◆ Collected data entries
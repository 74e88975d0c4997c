// End-to-end compilation of shader units

use std::path::PathBuf;

use shader_layout::config::RegistryConfig;
use shader_layout::{
    synchronize, BindingError, BindingPointPool, CompilationUnit, CompileError, CompilerConfig, DirectorySink,
    DirtyState, MemorySink, ShaderCompiler, SlotAllocator, StagingBuffer,
};

const LIGHT_BLOCK: &str = r#"
#version 450
layout(std140) uniform Light {
    vec3 pos;
    float intensity;
};
"#;

/// Records every slot request before delegating to a real pool.
struct CountingAllocator {
    requests: Vec<Option<u32>>,
    pool: BindingPointPool,
}

impl CountingAllocator {
    fn new() -> Self {
        Self {
            requests: Vec::new(),
            pool: BindingPointPool::default(),
        }
    }
}

impl SlotAllocator for CountingAllocator {
    fn allocate(&mut self, explicit: Option<u32>) -> Result<u32, BindingError> {
        self.requests.push(explicit);
        self.pool.allocate(explicit)
    }
}

fn temp_dir(name: &str) -> PathBuf {
    std::env::temp_dir().join(format!("shader-layout-it-{}-{}", name, std::process::id()))
}

#[test]
fn test_light_block_is_one_type_with_one_slot_request() {
    let compiler = ShaderCompiler::new(CompilerConfig::default());
    let mut allocator = CountingAllocator::new();
    let sink = MemorySink::new();

    let unit = compiler
        .compile(&CompilationUnit::new("light.frag", LIGHT_BLOCK), &mut allocator, &sink)
        .unwrap();

    assert_eq!(unit.types.len(), 1);
    let light = unit.get("Light").unwrap();
    assert_eq!(light.descriptor.total_size(), 16);
    assert_eq!(light.descriptor.field_offset("intensity"), Some(12));
    assert_eq!(light.binding_slot, Some(0));
    assert_eq!(allocator.requests, [None]);
    assert_eq!(sink.keys(), ["Light"]);
}

#[test]
fn test_cycle_registers_nothing() {
    let compiler = ShaderCompiler::new(CompilerConfig::default());
    let source = "struct A { B b; };\nstruct B { A a; };";
    let err = compiler
        .compile(&CompilationUnit::new("cycle.glsl", source), &mut BindingPointPool::default(), &MemorySink::new())
        .unwrap_err();

    match err {
        CompileError::CircularDependency { file, names } => {
            assert_eq!(file, "cycle.glsl");
            assert_eq!(names, ["A", "B"]);
        }
        other => panic!("expected a cycle, got {other}"),
    }
    assert!(compiler.registry().is_empty());
}

#[test]
fn test_identity_survives_renames_and_files() {
    let compiler = ShaderCompiler::new(CompilerConfig::default());
    let sink = MemorySink::new();
    let first = compiler
        .compile(
            &CompilationUnit::new("a.glsl", "struct Light { vec3 pos; float i; };"),
            &mut BindingPointPool::default(),
            &sink,
        )
        .unwrap();
    let second = compiler
        .compile(
            &CompilationUnit::new("b.glsl", "struct Lamp { vec3 pos; float i; };"),
            &mut BindingPointPool::default(),
            &sink,
        )
        .unwrap();

    assert_eq!(first.get("Light").unwrap().identity, second.get("Lamp").unwrap().identity);
    assert_eq!(compiler.registry().len(), 1);
    assert!(second.generated.is_empty());
    assert_eq!(sink.len(), 1);
}

#[test]
fn test_unchanged_input_gives_identical_artifacts() {
    let source = r#"
struct Material { vec4 albedo; float roughness; float metallic; };
layout(std140, binding = 2) uniform Materials { Material items[8]; int count; } materials;
layout(location = 0) uniform mat4 model;
uniform samplerCube environment;
"#;
    let run = || {
        let compiler = ShaderCompiler::new(CompilerConfig::default());
        let sink = MemorySink::new();
        compiler
            .compile(&CompilationUnit::new("pbr.frag", source), &mut BindingPointPool::default(), &sink)
            .unwrap();
        sink.snapshot()
    };
    let one = run();
    assert_eq!(one.len(), 3);
    assert_eq!(one, run());
}

#[test]
fn test_dirty_block_synchronizes_once() {
    let compiler = ShaderCompiler::new(CompilerConfig::default());
    let unit = compiler
        .compile(&CompilationUnit::new("light.frag", LIGHT_BLOCK), &mut BindingPointPool::default(), &MemorySink::new())
        .unwrap();
    let mut light = unit.get("Light").unwrap().instantiate();
    let mut staging = StagingBuffer::new(16);

    assert!(!synchronize(&mut light, &mut staging).unwrap());

    light.set("intensity", 2.0f32).unwrap();
    assert!(light.is_dirty());
    assert!(synchronize(&mut light, &mut staging).unwrap());
    assert!(!light.is_dirty());
    assert_eq!(&staging.bytes()[12..16], &2.0f32.to_le_bytes());
    assert_eq!(staging.bytes_copied(), 4);

    assert!(!synchronize(&mut light, &mut staging).unwrap());
    assert_eq!(staging.uploads(), 1);
}

#[test]
fn test_parallel_units_share_identities() {
    let compiler = ShaderCompiler::new(CompilerConfig::default());
    let sink = MemorySink::new();
    let mut units: Vec<CompilationUnit> = (0..16)
        .map(|i| {
            CompilationUnit::new(
                format!("unit{i}.frag"),
                "struct Light { vec3 pos; float range; };\nlayout(std140) uniform Lights { Light lights[4]; };",
            )
        })
        .collect();
    // Only resolvable once `Light` was generated by another unit
    units.push(CompilationUnit::new("late.frag", "uniform Light light;"));

    let results = compiler.compile_all(&units, &sink);
    assert!(results.iter().all(Result::is_ok));

    let generated: usize = results
        .iter()
        .map(|result| result.as_ref().map_or(0, |unit| unit.generated.len()))
        .sum();
    assert_eq!(generated, sink.len());
    assert_eq!(sink.keys(), ["LateUniforms", "Light", "Lights"]);
    assert_eq!(compiler.registry().len(), 3);
}

#[test]
fn test_directory_sink_and_registry_cache() {
    let dir = temp_dir("cache");
    let mut config = CompilerConfig::default();
    config.output.directory = dir.join("generated");
    config.registry = RegistryConfig {
        cache_file: Some(dir.join("registry.toml")),
        ..RegistryConfig::default()
    };

    let sink = DirectorySink::from_config(&config.output);
    let compiler = ShaderCompiler::new(config.clone());
    compiler
        .compile(
            &CompilationUnit::new("a.glsl", "struct Light { vec3 pos; };"),
            &mut BindingPointPool::default(),
            &sink,
        )
        .unwrap();
    let renamed = compiler
        .compile(
            &CompilationUnit::new("b.glsl", "struct Light { vec4 pos; };"),
            &mut BindingPointPool::default(),
            &sink,
        )
        .unwrap();
    let name = renamed.get("Light").unwrap().identity.generated_name.clone();
    assert_ne!(name, "Light");
    assert!(sink.path_for("Light").exists());
    let artifact = std::fs::read_to_string(sink.path_for(&name)).unwrap();
    assert!(artifact.contains(&format!("pub struct {name}Data {{")));
    compiler.save_registry().unwrap();

    // A new session keeps the disambiguated name even without `a.glsl`
    let reloaded = ShaderCompiler::new(config);
    let again = reloaded
        .compile(
            &CompilationUnit::new("b.glsl", "struct Light { vec4 pos; };"),
            &mut BindingPointPool::default(),
            &MemorySink::new(),
        )
        .unwrap();
    assert_eq!(again.get("Light").unwrap().identity.generated_name, name);

    let _ = std::fs::remove_dir_all(&dir);
}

◆ ABOUT THIS TASK
Above are the records; restate each one exactly.

◆ SOLUTION TO THIS TASK
repository 74e88975d0c4997c
// End-to-end compilation of shader units

use std::path::PathBuf;

use shader_layout::config::RegistryConfig;
use shader_layout::{
    synchronize, BindingError, BindingPointPool, CompilationUnit, CompileError, CompilerConfig, DirectorySink,
    DirtyState, MemorySink, ShaderCompiler, SlotAllocator, StagingBuffer,
};

const LIGHT_BLOCK: &str = r#"
#version 450
layout(std140) uniform Light {
    vec3 pos;
    float intensity;
};
"#;

/// Records every slot request before delegating to a real pool.
struct CountingAllocator {
    requests: Vec<Option<u32>>,
    pool: BindingPointPool,
}

impl CountingAllocator {
    fn new() -> Self {
        Self {
            requests: Vec::new(),
            pool: BindingPointPool::default(),
        }
    }
}

impl SlotAllocator for CountingAllocator {
    fn allocate(&mut self, explicit: Option<u32>) -> Result<u32, BindingError> {
        self.requests.push(explicit);
        self.pool.allocate(explicit)
    }
}

fn temp_dir(name: &str) -> PathBuf {
    std::env::temp_dir().join(format!("shader-layout-it-{}-{}", name, std::process::id()))
}

#[test]
fn test_light_block_is_one_type_with_one_slot_request() {
    let compiler = ShaderCompiler::new(CompilerConfig::default());
    let mut allocator = CountingAllocator::new();
    let sink = MemorySink::new();

    let unit = compiler
        .compile(&CompilationUnit::new("light.frag", LIGHT_BLOCK), &mut allocator, &sink)
        .unwrap();

    assert_eq!(unit.types.len(), 1);
    let light = unit.get("Light").unwrap();
    assert_eq!(light.descriptor.total_size(), 16);
    assert_eq!(light.descriptor.field_offset("intensity"), Some(12));
    assert_eq!(light.binding_slot, Some(0));
    assert_eq!(allocator.requests, [None]);
    assert_eq!(sink.keys(), ["Light"]);
}

#[test]
fn test_cycle_registers_nothing() {
    let compiler = ShaderCompiler::new(CompilerConfig::default());
    let source = "struct A { B b; };\nstruct B { A a; };";
    let err = compiler
        .compile(&CompilationUnit::new("cycle.glsl", source), &mut BindingPointPool::default(), &MemorySink::new())
        .unwrap_err();

    match err {
        CompileError::CircularDependency { file, names } => {
            assert_eq!(file, "cycle.glsl");
            assert_eq!(names, ["A", "B"]);
        }
        other => panic!("expected a cycle, got {other}"),
    }
    assert!(compiler.registry().is_empty());
}

#[test]
fn test_identity_survives_renames_and_files() {
    let compiler = ShaderCompiler::new(CompilerConfig::default());
    let sink = MemorySink::new();
    let first = compiler
        .compile(
            &CompilationUnit::new("a.glsl", "struct Light { vec3 pos; float i; };"),
            &mut BindingPointPool::default(),
            &sink,
        )
        .unwrap();
    let second = compiler
        .compile(
            &CompilationUnit::new("b.glsl", "struct Lamp { vec3 pos; float i; };"),
            &mut BindingPointPool::default(),
            &sink,
        )
        .unwrap();

    assert_eq!(first.get("Light").unwrap().identity, second.get("Lamp").unwrap().identity);
    assert_eq!(compiler.registry().len(), 1);
    assert!(second.generated.is_empty());
    assert_eq!(sink.len(), 1);
}

#[test]
fn test_unchanged_input_gives_identical_artifacts() {
    let source = r#"
struct Material { vec4 albedo; float roughness; float metallic; };
layout(std140, binding = 2) uniform Materials { Material items[8]; int count; } materials;
layout(location = 0) uniform mat4 model;
uniform samplerCube environment;
"#;
    let run = || {
        let compiler = ShaderCompiler::new(CompilerConfig::default());
        let sink = MemorySink::new();
        compiler
            .compile(&CompilationUnit::new("pbr.frag", source), &mut BindingPointPool::default(), &sink)
            .unwrap();
        sink.snapshot()
    };
    let one = run();
    assert_eq!(one.len(), 3);
    assert_eq!(one, run());
}

#[test]
fn test_dirty_block_synchronizes_once() {
    let compiler = ShaderCompiler::new(CompilerConfig::default());
    let unit = compiler
        .compile(&CompilationUnit::new("light.frag", LIGHT_BLOCK), &mut BindingPointPool::default(), &MemorySink::new())
        .unwrap();
    let mut light = unit.get("Light").unwrap().instantiate();
    let mut staging = StagingBuffer::new(16);

    assert!(!synchronize(&mut light, &mut staging).unwrap());

    light.set("intensity", 2.0f32).unwrap();
    assert!(light.is_dirty());
    assert!(synchronize(&mut light, &mut staging).unwrap());
    assert!(!light.is_dirty());
    assert_eq!(&staging.bytes()[12..16], &2.0f32.to_le_bytes());
    assert_eq!(staging.bytes_copied(), 4);

    assert!(!synchronize(&mut light, &mut staging).unwrap());
    assert_eq!(staging.uploads(), 1);
}

#[test]
fn test_parallel_units_share_identities() {
    let compiler = ShaderCompiler::new(CompilerConfig::default());
    let sink = MemorySink::new();
    let mut units: Vec<CompilationUnit> = (0..16)
        .map(|i| {
            CompilationUnit::new(
                format!("unit{i}.frag"),
                "struct Light { vec3 pos; float range; };\nlayout(std140) uniform Lights { Light lights[4]; };",
            )
        })
        .collect();
    // Only resolvable once `Light` was generated by another unit
    units.push(CompilationUnit::new("late.frag", "uniform Light light;"));

    let results = compiler.compile_all(&units, &sink);
    assert!(results.iter().all(Result::is_ok));

    let generated: usize = results
        .iter()
        .map(|result| result.as_ref().map_or(0, |unit| unit.generated.len()))
        .sum();
    assert_eq!(generated, sink.len());
    assert_eq!(sink.keys(), ["LateUniforms", "Light", "Lights"]);
    assert_eq!(compiler.registry().len(), 3);
}

#[test]
fn test_directory_sink_and_registry_cache() {
    let dir = temp_dir("cache");
    let mut config = CompilerConfig::default();
    config.output.directory = dir.join("generated");
    config.registry = RegistryConfig {
        cache_file: Some(dir.join("registry.toml")),
        ..RegistryConfig::default()
    };

    let sink = DirectorySink::from_config(&config.output);
    let compiler = ShaderCompiler::new(config.clone());
    compiler
        .compile(
            &CompilationUnit::new("a.glsl", "struct Light { vec3 pos; };"),
            &mut BindingPointPool::default(),
            &sink,
        )
        .unwrap();
    let renamed = compiler
        .compile(
            &CompilationUnit::new("b.glsl", "struct Light { vec4 pos; };"),
            &mut BindingPointPool::default(),
            &sink,
        )
        .unwrap();
    let name = renamed.get("Light").unwrap().identity.generated_name.clone();
    assert_ne!(name, "Light");
    assert!(sink.path_for("Light").exists());
    let artifact = std::fs::read_to_string(sink.path_for(&name)).unwrap();
    assert!(artifact.contains(&format!("pub struct {name}Data {{")));
    compiler.save_registry().unwrap();

    // A new session keeps the disambiguated name even without `a.glsl`
    let reloaded = ShaderCompiler::new(config);
    let again = reloaded
        .compile(
            &CompilationUnit::new("b.glsl", "struct Light { vec4 pos; };"),
            &mut BindingPointPool::default(),
            &MemorySink::new(),
        )
        .unwrap();
    assert_eq!(again.get("Light").unwrap().identity.generated_name, name);

    let _ = std::fs::remove_dir_all(&dir);
}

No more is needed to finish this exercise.